[Collected data]
=== Begin Enclosure ===

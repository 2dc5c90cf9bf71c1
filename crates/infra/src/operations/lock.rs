use adtkit_core::AdtConnection;
use adtkit_domain::constants::ACCEPT_LOCK;
use adtkit_domain::{AdtError, AdtRequest, AdtResponse, LockHandle, LockResult, Result};
use tracing::debug;

use crate::xml;

/// `POST {uri}?_action=LOCK&accessMode=MODIFY`
///
/// Must run while the connection is stateful; the handle is only valid in
/// that session.
pub async fn lock_object(connection: &dyn AdtConnection, object_uri: &str) -> Result<LockResult> {
    let request = AdtRequest::post(object_uri)
        .query("_action", "LOCK")
        .query("accessMode", "MODIFY")
        .accept(ACCEPT_LOCK);

    let response = connection.make_adt_request(request).await.map_err(|error| match error {
        AdtError::Sap { message, .. } => AdtError::Lock(format!("{object_uri}: {message}")),
        other => other,
    })?;

    let result = parse_lock_result(&response.body)?;
    debug!(uri = object_uri, lock_handle = ?result.handle, "object locked");
    Ok(result)
}

/// `POST {uri}?_action=UNLOCK&lockHandle={handle}`
pub async fn unlock_object(
    connection: &dyn AdtConnection,
    object_uri: &str,
    handle: &LockHandle,
) -> Result<AdtResponse> {
    let request = AdtRequest::post(object_uri)
        .query("_action", "UNLOCK")
        .query("lockHandle", handle.as_str());

    let response = connection.make_adt_request(request).await?;
    debug!(uri = object_uri, "object unlocked");
    Ok(response)
}

/// Parse a `com.sap.adt.lock.result` payload.
pub fn parse_lock_result(body: &str) -> Result<LockResult> {
    let values = xml::abap_values(body)?;
    let value = |field: &str| {
        values
            .iter()
            .find(|(name, _)| name == field)
            .map(|(_, value)| value.trim().to_string())
            .filter(|value| !value.is_empty())
    };

    let handle = value("LOCK_HANDLE")
        .ok_or_else(|| AdtError::Lock("lock response carries no LOCK_HANDLE".into()))?;

    Ok(LockResult {
        handle: LockHandle::new(handle),
        correction_number: value("CORRNR"),
        correction_user: value("CORRUSER"),
        correction_text: value("CORRTEXT"),
        is_local: value("IS_LOCAL").is_some_and(|flag| flag.eq_ignore_ascii_case("X")),
    })
}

=== End Enclosure ===

▶ [WHAT IS REQUIRED] Each line in the data is to be written out precisely.

▶ [THE ANSWER]
repository 2dc5c90cf9bf71c1
filename crates/infra/src/operations/lock.rs
use adtkit_core::AdtConnection;
use adtkit_domain::constants::ACCEPT_LOCK;
use adtkit_domain::{AdtError, AdtRequest, AdtResponse, LockHandle, LockResult, Result};
use tracing::debug;

use crate::xml;

/// `POST {uri}?_action=LOCK&accessMode=MODIFY`
///
/// Must run while the connection is stateful; the handle is only valid in
/// that session.
pub async fn lock_object(connection: &dyn AdtConnection, object_uri: &str) -> Result<LockResult> {
    let request = AdtRequest::post(object_uri)
        .query("_action", "LOCK")
        .query("accessMode", "MODIFY")
        .accept(ACCEPT_LOCK);

    let response = connection.make_adt_request(request).await.map_err(|error| match error {
        AdtError::Sap { message, .. } => AdtError::Lock(format!("{object_uri}: {message}")),
        other => other,
    })?;

    let result = parse_lock_result(&response.body)?;
    debug!(uri = object_uri, lock_handle = ?result.handle, "object locked");
    Ok(result)
}

/// `POST {uri}?_action=UNLOCK&lockHandle={handle}`
pub async fn unlock_object(
    connection: &dyn AdtConnection,
    object_uri: &str,
    handle: &LockHandle,
) -> Result<AdtResponse> {
    let request = AdtRequest::post(object_uri)
        .query("_action", "UNLOCK")
        .query("lockHandle", handle.as_str());

    let response = connection.make_adt_request(request).await?;
    debug!(uri = object_uri, "object unlocked");
    Ok(response)
}

/// Parse a `com.sap.adt.lock.result` payload.
pub fn parse_lock_result(body: &str) -> Result<LockResult> {
    let values = xml::abap_values(body)?;
    let value = |field: &str| {
        values
            .iter()
            .find(|(name, _)| name == field)
            .map(|(_, value)| value.trim().to_string())
            .filter(|value| !value.is_empty())
    };

    let handle = value("LOCK_HANDLE")
        .ok_or_else(|| AdtError::Lock("lock response carries no LOCK_HANDLE".into()))?;

    Ok(LockResult {
        handle: LockHandle::new(handle),
        correction_number: value("CORRNR"),
        correction_user: value("CORRUSER"),
        correction_text: value("CORRTEXT"),
        is_local: value("IS_LOCAL").is_some_and(|flag| flag.eq_ignore_ascii_case("X")),
    })
}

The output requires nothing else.